- _Work order_
Copy the lines word for word. Begin at the line that contains "candidate.status = CandidateStatus::Screened;" and end with the final line of the data.

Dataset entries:

###

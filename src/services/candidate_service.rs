use std::sync::Arc;

use chrono::Utc;
use uuid::Uuid;

use crate::dto::candidate_dto::{CreateCandidatePayload, UpdateCandidatePayload};
use crate::dto::workflow_dto::{BatchItem, BatchResponse};
use crate::error::{Error, Result};
use crate::models::candidate::{Candidate, CandidateStatus};
use crate::store::Store;

#[derive(Clone)]
pub struct CandidateService {
    store: Arc<dyn Store>,
}

impl CandidateService {
    pub fn new(store: Arc<dyn Store>) -> Self {
        Self { store }
    }

    pub async fn list(&self, job_id: Option<Uuid>) -> Result<Vec<Candidate>> {
        match job_id {
            Some(job_id) => self.store.candidates_for_job(job_id).await,
            None => self.store.list_candidates().await,
        }
    }

    pub async fn get(&self, id: Uuid) -> Result<Candidate> {
        self.store
            .get_candidate(id)
            .await?
            .ok_or_else(|| Error::NotFound("Candidate not found".into()))
    }

    /// Requires the referenced job to exist, then settles its applicant
    /// counter.
    pub async fn create(&self, payload: CreateCandidatePayload) -> Result<Candidate> {
        if self.store.get_job(payload.job_id).await?.is_none() {
            return Err(Error::BadRequest(format!(
                "job {} does not exist",
                payload.job_id
            )));
        }

        let today = Utc::now().date_naive();
        let candidate = Candidate {
            id: Uuid::new_v4(),
            job_id: payload.job_id,
            name: payload.name,
            email: payload.email,
            phone: payload.phone,
            resume_score: payload.resume_score,
            rationale: payload.rationale,
            recommendation: payload.recommendation,
            status: payload.status.unwrap_or(CandidateStatus::Pending),
            applied_date: payload.applied_date.unwrap_or(today),
            last_updated: today,
        };

        let candidate = self.store.insert_candidate(candidate).await?;
        self.store
            .adjust_job_applicants(candidate.job_id, 1)
            .await?;
        Ok(candidate)
    }

    /// Partial merge; `last_updated` is stamped on every call, even when
    /// the payload changes nothing. A status change must be a legal
    /// pipeline transition.
    pub async fn update(&self, id: Uuid, payload: UpdateCandidatePayload) -> Result<Candidate> {
        let mut candidate = self.get(id).await?;

        if let Some(next) = payload.status {
            if !candidate.status.can_transition_to(next) {
                return Err(Error::Transition(format!(
                    "candidate {} cannot move from {} to {}",
                    id, candidate.status, next
                )));
            }
            candidate.status = next;
        }
        if let Some(name) = payload.name {
            candidate.name = name;
        }
        if let Some(email) = payload.email {
            candidate.email = email;
        }
        if let Some(phone) = payload.phone {
            candidate.phone = Some(phone);
        }
        if let Some(resume_score) = payload.resume_score {
            candidate.resume_score = Some(resume_score);
        }
        if let Some(rationale) = payload.rationale {
            candidate.rationale = Some(rationale);
        }
        if let Some(recommendation) = payload.recommendation {
            candidate.recommendation = Some(recommendation);
        }

        candidate.last_updated = Utc::now().date_naive();
        self.store.save_candidate(candidate).await
    }

    pub async fn delete(&self, id: Uuid) -> Result<()> {
        let removed = self
            .store
            .delete_candidate(id)
            .await?
            .ok_or_else(|| Error::NotFound("Candidate not found".into()))?;
        self.store.adjust_job_applicants(removed.job_id, -1).await?;
        Ok(())
    }

    /// Moves a candidate along the pipeline, stamping `last_updated`.
    pub async fn transition(&self, id: Uuid, next: CandidateStatus) -> Result<Candidate> {
        let mut candidate = self.get(id).await?;
        if !candidate.status.can_transition_to(next) {
            return Err(Error::Transition(format!(
                "candidate {} cannot move from {} to {}",
                id, candidate.status, next
            )));
        }
        candidate.status = next;
        candidate.last_updated = Utc::now().date_naive();
        self.store.save_candidate(candidate).await
    }

    /// Flips every pending candidate of a job to `screened`. No scoring
    /// happens here; scores arrive from the external automation flow.
    /// Candidates that cannot legally move are reported per item.
    pub async fn screen_for_job(&self, job_id: Uuid) -> Result<BatchResponse> {
        if self.store.get_job(job_id).await?.is_none() {
            return Err(Error::NotFound("Job not found".into()));
        }

        let candidates = self.store.candidates_for_job(job_id).await?;
        let mut results = Vec::with_capacity(candidates.len());
        for mut candidate in candidates {
            if !candidate
                .status
                .can_transition_to(CandidateStatus::Screened)
            {
                results.push(BatchItem::failed(
                    candidate.id,
                    format!("cannot move from {} to screened", candidate.status),
                ));
                continue;
            }
            candidate.status = CandidateStatus::Screened;
            candidate.last_updated = Utc::now().date_naive();
            let id = candidate.id;
            self.store.save_candidate(candidate).await?;
            results.push(BatchItem::succeeded(id));
        }

        tracing::info!(
            job_id = %job_id,
            processed = results.len(),
            "Screening pass over job candidates finished"
        );
        Ok(BatchResponse::from_items(results))
    }
}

###

- _Result of the task_
            candidate.status = CandidateStatus::Screened;
            candidate.last_updated = Utc::now().date_naive();
            let id = candidate.id;
            self.store.save_candidate(candidate).await?;
            results.push(BatchItem::succeeded(id));
        }

        tracing::info!(
            job_id = %job_id,
            processed = results.len(),
            "Screening pass over job candidates finished"
        );
        Ok(BatchResponse::from_items(results))
    }
}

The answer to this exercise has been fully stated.